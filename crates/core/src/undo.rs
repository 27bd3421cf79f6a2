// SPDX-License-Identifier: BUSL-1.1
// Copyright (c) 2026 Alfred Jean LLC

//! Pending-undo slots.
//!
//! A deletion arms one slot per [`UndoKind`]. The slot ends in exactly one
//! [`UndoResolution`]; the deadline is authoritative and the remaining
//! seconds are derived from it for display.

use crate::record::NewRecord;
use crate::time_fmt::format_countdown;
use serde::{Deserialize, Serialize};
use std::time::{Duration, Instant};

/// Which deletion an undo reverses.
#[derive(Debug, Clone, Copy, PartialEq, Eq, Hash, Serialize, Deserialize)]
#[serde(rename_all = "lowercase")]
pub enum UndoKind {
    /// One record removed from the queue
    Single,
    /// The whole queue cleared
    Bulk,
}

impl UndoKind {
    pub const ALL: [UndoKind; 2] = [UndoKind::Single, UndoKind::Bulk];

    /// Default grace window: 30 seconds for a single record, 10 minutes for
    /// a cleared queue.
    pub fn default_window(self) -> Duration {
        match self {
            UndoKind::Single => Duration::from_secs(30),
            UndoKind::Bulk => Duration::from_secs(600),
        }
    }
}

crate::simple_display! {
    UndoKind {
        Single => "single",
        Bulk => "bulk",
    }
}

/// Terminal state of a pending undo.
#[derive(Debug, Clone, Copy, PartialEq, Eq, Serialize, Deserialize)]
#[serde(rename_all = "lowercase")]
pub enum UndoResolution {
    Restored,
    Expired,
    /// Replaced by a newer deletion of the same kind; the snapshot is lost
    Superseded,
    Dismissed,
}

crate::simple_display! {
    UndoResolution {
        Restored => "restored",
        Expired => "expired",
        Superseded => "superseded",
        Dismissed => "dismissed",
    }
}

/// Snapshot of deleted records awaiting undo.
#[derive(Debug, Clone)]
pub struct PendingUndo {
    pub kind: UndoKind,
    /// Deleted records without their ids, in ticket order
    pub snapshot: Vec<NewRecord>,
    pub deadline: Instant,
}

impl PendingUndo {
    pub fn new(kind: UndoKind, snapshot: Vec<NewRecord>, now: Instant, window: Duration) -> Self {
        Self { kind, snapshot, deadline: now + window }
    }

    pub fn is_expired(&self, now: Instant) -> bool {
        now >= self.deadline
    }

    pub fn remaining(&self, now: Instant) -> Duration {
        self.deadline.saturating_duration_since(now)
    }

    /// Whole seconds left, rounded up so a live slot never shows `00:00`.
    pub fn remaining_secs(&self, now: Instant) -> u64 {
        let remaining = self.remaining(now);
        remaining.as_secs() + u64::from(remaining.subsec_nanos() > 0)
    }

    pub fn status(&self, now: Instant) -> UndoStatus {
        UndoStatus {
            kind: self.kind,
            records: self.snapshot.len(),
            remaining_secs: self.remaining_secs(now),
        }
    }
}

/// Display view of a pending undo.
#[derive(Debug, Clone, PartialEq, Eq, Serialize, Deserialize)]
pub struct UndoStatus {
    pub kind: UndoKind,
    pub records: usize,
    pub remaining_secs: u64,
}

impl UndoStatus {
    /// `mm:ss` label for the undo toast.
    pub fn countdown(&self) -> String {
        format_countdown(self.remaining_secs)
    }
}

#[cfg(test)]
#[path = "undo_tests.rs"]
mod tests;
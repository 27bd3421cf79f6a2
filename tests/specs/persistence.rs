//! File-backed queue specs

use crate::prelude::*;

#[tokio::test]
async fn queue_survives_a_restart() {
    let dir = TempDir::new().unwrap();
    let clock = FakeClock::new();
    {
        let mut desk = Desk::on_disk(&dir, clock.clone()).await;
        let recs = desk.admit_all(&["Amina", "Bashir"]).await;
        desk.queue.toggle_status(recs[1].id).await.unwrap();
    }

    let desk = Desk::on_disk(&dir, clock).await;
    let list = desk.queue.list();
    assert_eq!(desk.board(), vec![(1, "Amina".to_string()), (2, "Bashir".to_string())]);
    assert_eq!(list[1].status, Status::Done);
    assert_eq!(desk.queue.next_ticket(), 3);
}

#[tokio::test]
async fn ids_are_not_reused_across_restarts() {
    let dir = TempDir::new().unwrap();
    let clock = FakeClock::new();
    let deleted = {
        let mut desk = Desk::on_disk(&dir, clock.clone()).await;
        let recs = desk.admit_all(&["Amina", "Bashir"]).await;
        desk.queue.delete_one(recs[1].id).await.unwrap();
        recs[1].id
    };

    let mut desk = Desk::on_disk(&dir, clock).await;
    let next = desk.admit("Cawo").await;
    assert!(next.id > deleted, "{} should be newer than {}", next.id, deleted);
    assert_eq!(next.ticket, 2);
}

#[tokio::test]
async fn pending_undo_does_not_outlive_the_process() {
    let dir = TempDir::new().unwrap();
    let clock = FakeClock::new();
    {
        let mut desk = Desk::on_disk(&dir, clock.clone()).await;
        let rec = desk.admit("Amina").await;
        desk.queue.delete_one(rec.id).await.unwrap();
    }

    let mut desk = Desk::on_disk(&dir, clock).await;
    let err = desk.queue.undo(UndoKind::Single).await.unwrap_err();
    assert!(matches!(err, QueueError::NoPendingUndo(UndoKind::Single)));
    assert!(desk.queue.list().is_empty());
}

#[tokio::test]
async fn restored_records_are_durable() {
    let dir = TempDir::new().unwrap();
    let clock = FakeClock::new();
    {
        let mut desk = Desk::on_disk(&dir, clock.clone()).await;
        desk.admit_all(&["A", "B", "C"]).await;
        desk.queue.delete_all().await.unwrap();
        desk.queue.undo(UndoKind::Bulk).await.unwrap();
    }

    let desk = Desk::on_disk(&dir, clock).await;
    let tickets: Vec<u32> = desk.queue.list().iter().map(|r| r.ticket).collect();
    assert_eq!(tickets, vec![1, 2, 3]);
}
____________________
> **ACTIVITY**:
The full set of entries should appear again, unchanged, line by line.

> **TASK OUTPUT**:
filename crates/core/src/undo.rs
repository 27bd3421cf79f6a2
// SPDX-License-Identifier: BUSL-1.1
// Copyright (c) 2026 Alfred Jean LLC

//! Pending-undo slots.
//!
//! A deletion arms one slot per [`UndoKind`]. The slot ends in exactly one
//! [`UndoResolution`]; the deadline is authoritative and the remaining
//! seconds are derived from it for display.

use crate::record::NewRecord;
use crate::time_fmt::format_countdown;
use serde::{Deserialize, Serialize};
use std::time::{Duration, Instant};

/// Which deletion an undo reverses.
#[derive(Debug, Clone, Copy, PartialEq, Eq, Hash, Serialize, Deserialize)]
#[serde(rename_all = "lowercase")]
pub enum UndoKind {
    /// One record removed from the queue
    Single,
    /// The whole queue cleared
    Bulk,
}

impl UndoKind {
    pub const ALL: [UndoKind; 2] = [UndoKind::Single, UndoKind::Bulk];

    /// Default grace window: 30 seconds for a single record, 10 minutes for
    /// a cleared queue.
    pub fn default_window(self) -> Duration {
        match self {
            UndoKind::Single => Duration::from_secs(30),
            UndoKind::Bulk => Duration::from_secs(600),
        }
    }
}

crate::simple_display! {
    UndoKind {
        Single => "single",
        Bulk => "bulk",
    }
}

/// Terminal state of a pending undo.
#[derive(Debug, Clone, Copy, PartialEq, Eq, Serialize, Deserialize)]
#[serde(rename_all = "lowercase")]
pub enum UndoResolution {
    Restored,
    Expired,
    /// Replaced by a newer deletion of the same kind; the snapshot is lost
    Superseded,
    Dismissed,
}

crate::simple_display! {
    UndoResolution {
        Restored => "restored",
        Expired => "expired",
        Superseded => "superseded",
        Dismissed => "dismissed",
    }
}

/// Snapshot of deleted records awaiting undo.
#[derive(Debug, Clone)]
pub struct PendingUndo {
    pub kind: UndoKind,
    /// Deleted records without their ids, in ticket order
    pub snapshot: Vec<NewRecord>,
    pub deadline: Instant,
}

impl PendingUndo {
    pub fn new(kind: UndoKind, snapshot: Vec<NewRecord>, now: Instant, window: Duration) -> Self {
        Self { kind, snapshot, deadline: now + window }
    }

    pub fn is_expired(&self, now: Instant) -> bool {
        now >= self.deadline
    }

    pub fn remaining(&self, now: Instant) -> Duration {
        self.deadline.saturating_duration_since(now)
    }

    /// Whole seconds left, rounded up so a live slot never shows `00:00`.
    pub fn remaining_secs(&self, now: Instant) -> u64 {
        let remaining = self.remaining(now);
        remaining.as_secs() + u64::from(remaining.subsec_nanos() > 0)
    }

    pub fn status(&self, now: Instant) -> UndoStatus {
        UndoStatus {
            kind: self.kind,
            records: self.snapshot.len(),
            remaining_secs: self.remaining_secs(now),
        }
    }
}

/// Display view of a pending undo.
#[derive(Debug, Clone, PartialEq, Eq, Serialize, Deserialize)]
pub struct UndoStatus {
    pub kind: UndoKind,
    pub records: usize,
    pub remaining_secs: u64,
}

impl UndoStatus {
    /// `mm:ss` label for the undo toast.
    pub fn countdown(&self) -> String {
        format_countdown(self.remaining_secs)
    }
}

#[cfg(test)]
#[path = "undo_tests.rs"]
mod tests;
repository 27bd3421cf79f6a2
filename tests/specs/persistence.rs
//! File-backed queue specs

use crate::prelude::*;

#[tokio::test]
async fn queue_survives_a_restart() {
    let dir = TempDir::new().unwrap();
    let clock = FakeClock::new();
    {
        let mut desk = Desk::on_disk(&dir, clock.clone()).await;
        let recs = desk.admit_all(&["Amina", "Bashir"]).await;
        desk.queue.toggle_status(recs[1].id).await.unwrap();
    }

    let desk = Desk::on_disk(&dir, clock).await;
    let list = desk.queue.list();
    assert_eq!(desk.board(), vec![(1, "Amina".to_string()), (2, "Bashir".to_string())]);
    assert_eq!(list[1].status, Status::Done);
    assert_eq!(desk.queue.next_ticket(), 3);
}

#[tokio::test]
async fn ids_are_not_reused_across_restarts() {
    let dir = TempDir::new().unwrap();
    let clock = FakeClock::new();
    let deleted = {
        let mut desk = Desk::on_disk(&dir, clock.clone()).await;
        let recs = desk.admit_all(&["Amina", "Bashir"]).await;
        desk.queue.delete_one(recs[1].id).await.unwrap();
        recs[1].id
    };

    let mut desk = Desk::on_disk(&dir, clock).await;
    let next = desk.admit("Cawo").await;
    assert!(next.id > deleted, "{} should be newer than {}", next.id, deleted);
    assert_eq!(next.ticket, 2);
}

#[tokio::test]
async fn pending_undo_does_not_outlive_the_process() {
    let dir = TempDir::new().unwrap();
    let clock = FakeClock::new();
    {
        let mut desk = Desk::on_disk(&dir, clock.clone()).await;
        let rec = desk.admit("Amina").await;
        desk.queue.delete_one(rec.id).await.unwrap();
    }

    let mut desk = Desk::on_disk(&dir, clock).await;
    let err = desk.queue.undo(UndoKind::Single).await.unwrap_err();
    assert!(matches!(err, QueueError::NoPendingUndo(UndoKind::Single)));
    assert!(desk.queue.list().is_empty());
}

#[tokio::test]
async fn restored_records_are_durable() {
    let dir = TempDir::new().unwrap();
    let clock = FakeClock::new();
    {
        let mut desk = Desk::on_disk(&dir, clock.clone()).await;
        desk.admit_all(&["A", "B", "C"]).await;
        desk.queue.delete_all().await.unwrap();
        desk.queue.undo(UndoKind::Bulk).await.unwrap();
    }

    let desk = Desk::on_disk(&dir, clock).await;
    let tickets: Vec<u32> = desk.queue.list().iter().map(|r| r.ticket).collect();
    assert_eq!(tickets, vec![1, 2, 3]);
}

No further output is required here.